Tidak berbeda dari acara konsultasi publik lainnya,
acara bertajuk penyerapan aspirasi masyarakat menjadi ajang formalitas
legislasi. Di rezim keterbukaan informasi publik dengan berlakuknya
Undang-Undang Keterbukaan Informasi Publik, Pemprov DKI Jakarta wajib
mempublikasikan Raperda Rencana Zonasi Wilayah Pesisir dan Rencana
Kawasan Strategis Pantura DKI pada media yang mudah diakses masyarakat.
Terbukanya Raperda tersebut penting bagi publik, terutama masyarakat
terdampak untuk mengawal proses legislasi raperda. Selain itu, rencana
yang menitikberatkan pada perencanaan proyek reklamasi ini harus
disebarluaskan ke publik secara transparan mengenai dampak dan
keuntungan reklamasi bagi publik. Dokumen lingkungan lingkungan hidup
seperti Kajian Lingkungan Hidup Strategis (KLHS) harus dipublikasikan
supaya publik dapat memastikan bahwa proyek ini sesuai daya dukung dan
daya tampung lingkungan hidup.
Pada acara konsultasi publik ini, tidak dijelaskan
secara jelas mengenai fungsi revitatalisai proyek yang selama ini
digaungkan Pemprov DKI Jakarta. Padahal, Teluk Jakarta yang merupakan
muara dari 13 sungai tercemar limbah dari sungai-sungai tersebut.
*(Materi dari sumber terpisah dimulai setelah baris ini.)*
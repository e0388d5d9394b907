// SPDX-License-Identifier: PMPL-1.0-or-later
// Copyright (c) 2026 Jonathan D.A. Jewell (hyperpolymath) <jonathan.jewell@open.ac.uk>
//
// 4x5 colour matrices over 0..255 channel values.
//
// Row-major layout: for each output channel (R, G, B, A) the row holds the
// weights of the input R, G, B, A followed by a constant offset.

use image::RgbaImage;

/// Luma weights used for desaturation.
pub const LUMA_R: f32 = 0.213;
pub const LUMA_G: f32 = 0.715;
pub const LUMA_B: f32 = 0.072;

#[derive(Debug, Clone, Copy, PartialEq)]
pub struct ColorMatrix {
    m: [f32; 20],
}

impl ColorMatrix {
    pub const IDENTITY: ColorMatrix = ColorMatrix {
        m: [
            1.0, 0.0, 0.0, 0.0, 0.0, //
            0.0, 1.0, 0.0, 0.0, 0.0, //
            0.0, 0.0, 1.0, 0.0, 0.0, //
            0.0, 0.0, 0.0, 1.0, 0.0,
        ],
    };

    pub fn from_array(m: [f32; 20]) -> Self {
        Self { m }
    }

    /// Saturation matrix; `0.0` gives full luma grayscale, `1.0` identity.
    pub fn saturation(sat: f32) -> Self {
        let inv = 1.0 - sat;
        let r = LUMA_R * inv;
        let g = LUMA_G * inv;
        let b = LUMA_B * inv;
        Self {
            m: [
                r + sat, g, b, 0.0, 0.0, //
                r, g + sat, b, 0.0, 0.0, //
                r, g, b + sat, 0.0, 0.0, //
                0.0, 0.0, 0.0, 1.0, 0.0,
            ],
        }
    }

    /// `out = scale * in + offset` on R, G and B; alpha untouched.
    pub fn scale_offset(scale: f32, offset: f32) -> Self {
        Self::channel_affine((scale, offset), (scale, offset), (scale, offset))
    }

    /// Independent `(scale, offset)` per colour channel.
    pub fn channel_affine(r: (f32, f32), g: (f32, f32), b: (f32, f32)) -> Self {
        Self {
            m: [
                r.0, 0.0, 0.0, 0.0, r.1, //
                0.0, g.0, 0.0, 0.0, g.1, //
                0.0, 0.0, b.0, 0.0, b.1, //
                0.0, 0.0, 0.0, 1.0, 0.0,
            ],
        }
    }

    fn transform(&self, px: [f32; 4]) -> [f32; 4] {
        let mut out = [0.0f32; 4];
        for (row, value) in out.iter_mut().enumerate() {
            let w = &self.m[row * 5..row * 5 + 5];
            let v = w[0] * px[0] + w[1] * px[1] + w[2] * px[2] + w[3] * px[3] + w[4];
            *value = v.clamp(0.0, 255.0);
        }
        out
    }
}

impl Default for ColorMatrix {
    fn default() -> Self {
        Self::IDENTITY
    }
}

/// Run `chain` over every pixel, clamping after each matrix and rounding
/// once at the end. Alpha is copied from the input.
pub fn apply_chain(raster: &RgbaImage, chain: &[ColorMatrix]) -> RgbaImage {
    let mut out = raster.clone();
    for px in out.pixels_mut() {
        let alpha = px.0[3];
        let mut values = px.0.map(f32::from);
        for matrix in chain {
            values = matrix.transform(values);
        }
        px.0 = [
            values[0].round() as u8,
            values[1].round() as u8,
            values[2].round() as u8,
            alpha,
        ];
    }
    out
}
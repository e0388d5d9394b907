// SPDX-License-Identifier: PMPL-1.0-or-later
// Copyright (c) 2026 Jonathan D.A. Jewell (hyperpolymath) <jonathan.jewell@open.ac.uk>
//
// File bridge — desktop stand-in for the camera and share sheet.
//
// "Capturing" pops the next queued image file and returns its bytes; an empty
// queue reads as the user cancelling. "Sharing" copies the file into an
// outbox directory.

use std::collections::VecDeque;
use std::path::{Path, PathBuf};
use std::sync::Mutex;

use scandock_core::error::{Result, ScandockError};
use tracing::{debug, info, instrument};

use crate::traits::*;

pub struct FileBridge {
    pending: Mutex<VecDeque<PathBuf>>,
    outbox: Option<PathBuf>,
}

impl FileBridge {
    /// Bridge that will hand out `images` one capture at a time, in order.
    pub fn new(images: impl IntoIterator<Item = PathBuf>) -> Self {
        Self {
            pending: Mutex::new(images.into_iter().collect()),
            outbox: None,
        }
    }

    /// Copy shared files into `dir` instead of reporting the share sheet as
    /// unavailable.
    pub fn with_outbox(mut self, dir: impl Into<PathBuf>) -> Self {
        self.outbox = Some(dir.into());
        self
    }

    /// Queue another image for a later capture.
    pub fn enqueue(&self, path: impl Into<PathBuf>) -> Result<()> {
        self.lock_pending()?.push_back(path.into());
        Ok(())
    }

    /// Number of images still waiting to be captured.
    pub fn remaining(&self) -> usize {
        self.pending.lock().map(|q| q.len()).unwrap_or(0)
    }

    fn lock_pending(&self) -> Result<std::sync::MutexGuard<'_, VecDeque<PathBuf>>> {
        self.pending
            .lock()
            .map_err(|e| ScandockError::Bridge(format!("capture queue poisoned: {e}")))
    }
}

impl PlatformBridge for FileBridge {
    fn platform_name(&self) -> &str {
        "Desktop (files)"
    }
}

impl NativeCamera for FileBridge {
    #[instrument(skip(self))]
    fn capture_image(&self) -> Result<Option<Vec<u8>>> {
        let Some(path) = self.lock_pending()?.pop_front() else {
            debug!("no queued image, treating as cancelled capture");
            return Ok(None);
        };

        let bytes = std::fs::read(&path).map_err(|e| {
            ScandockError::CaptureFailed(format!("read {}: {e}", path.display()))
        })?;
        info!(path = %path.display(), bytes = bytes.len(), "image captured from file");
        Ok(Some(bytes))
    }
}

impl NativeShare for FileBridge {
    #[instrument(skip(self))]
    fn share_file(&self, path: &str, mime_type: &str) -> Result<()> {
        let Some(outbox) = &self.outbox else {
            return Err(ScandockError::PlatformUnavailable);
        };

        let source = Path::new(path);
        let file_name = source
            .file_name()
            .ok_or_else(|| ScandockError::Bridge(format!("nothing to share at {path}")))?;
        std::fs::create_dir_all(outbox)?;
        let target = outbox.join(file_name);
        std::fs::copy(source, &target)?;

        info!(target = %target.display(), "file shared to outbox");
        Ok(())
    }
}

#[cfg(test)]
mod tests {
    use super::*;

    #[test]
    fn captures_queued_files_in_order_then_cancels() {
        let dir = tempfile::tempdir().expect("tempdir");
        let first = dir.path().join("a.jpg");
        let second = dir.path().join("b.jpg");
        std::fs::write(&first, b"first").expect("write");
        std::fs::write(&second, b"second").expect("write");

        let bridge = FileBridge::new([first, second]);
        assert_eq!(bridge.capture_image().expect("1"), Some(b"first".to_vec()));
        assert_eq!(bridge.capture_image().expect("2"), Some(b"second".to_vec()));
        assert_eq!(bridge.capture_image().expect("3"), None);
        assert_eq!(bridge.remaining(), 0);
    }

    #[test]
    fn missing_file_is_capture_failure() {
        let bridge = FileBridge::new([PathBuf::from("/definitely/not/here.jpg")]);
        assert!(matches!(
            bridge.capture_image(),
            Err(ScandockError::CaptureFailed(_))
        ));
    }

    #[test]
    fn share_copies_into_outbox() {
        let dir = tempfile::tempdir().expect("tempdir");
        let pdf = dir.path().join("output.pdf");
        std::fs::write(&pdf, b"%PDF-1.7").expect("write");
        let outbox = dir.path().join("outbox");

        let bridge = FileBridge::new(Vec::new()).with_outbox(&outbox);
        bridge
            .share_file(pdf.to_str().expect("utf-8 path"), "application/pdf")
            .expect("share");
        assert_eq!(std::fs::read(outbox.join("output.pdf")).expect("read"), b"%PDF-1.7");
    }

    #[test]
    fn share_without_outbox_is_unavailable() {
        let bridge = FileBridge::new(Vec::new());
        assert!(matches!(
            bridge.share_file("/tmp/x.pdf", "application/pdf"),
            Err(ScandockError::PlatformUnavailable)
        ));
    }
}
Alih-alih merevitalisasi, proyek reklamasi malah menyebabkan kumpulan
limbah tidak bergerak karena aliran air laut terhalang daratan baru
akibat reklamasi. Tak hanya itu, potensi banjir besar akibat reklamasi
tidak dijawab secara jelas oleh narasumber, Sarawendro, yang mengatakan
potensi banjir harus dipastikan mitigasinya kembali oleh pengembang,
bukan Pemprov. (press release/lasman simanjuntak)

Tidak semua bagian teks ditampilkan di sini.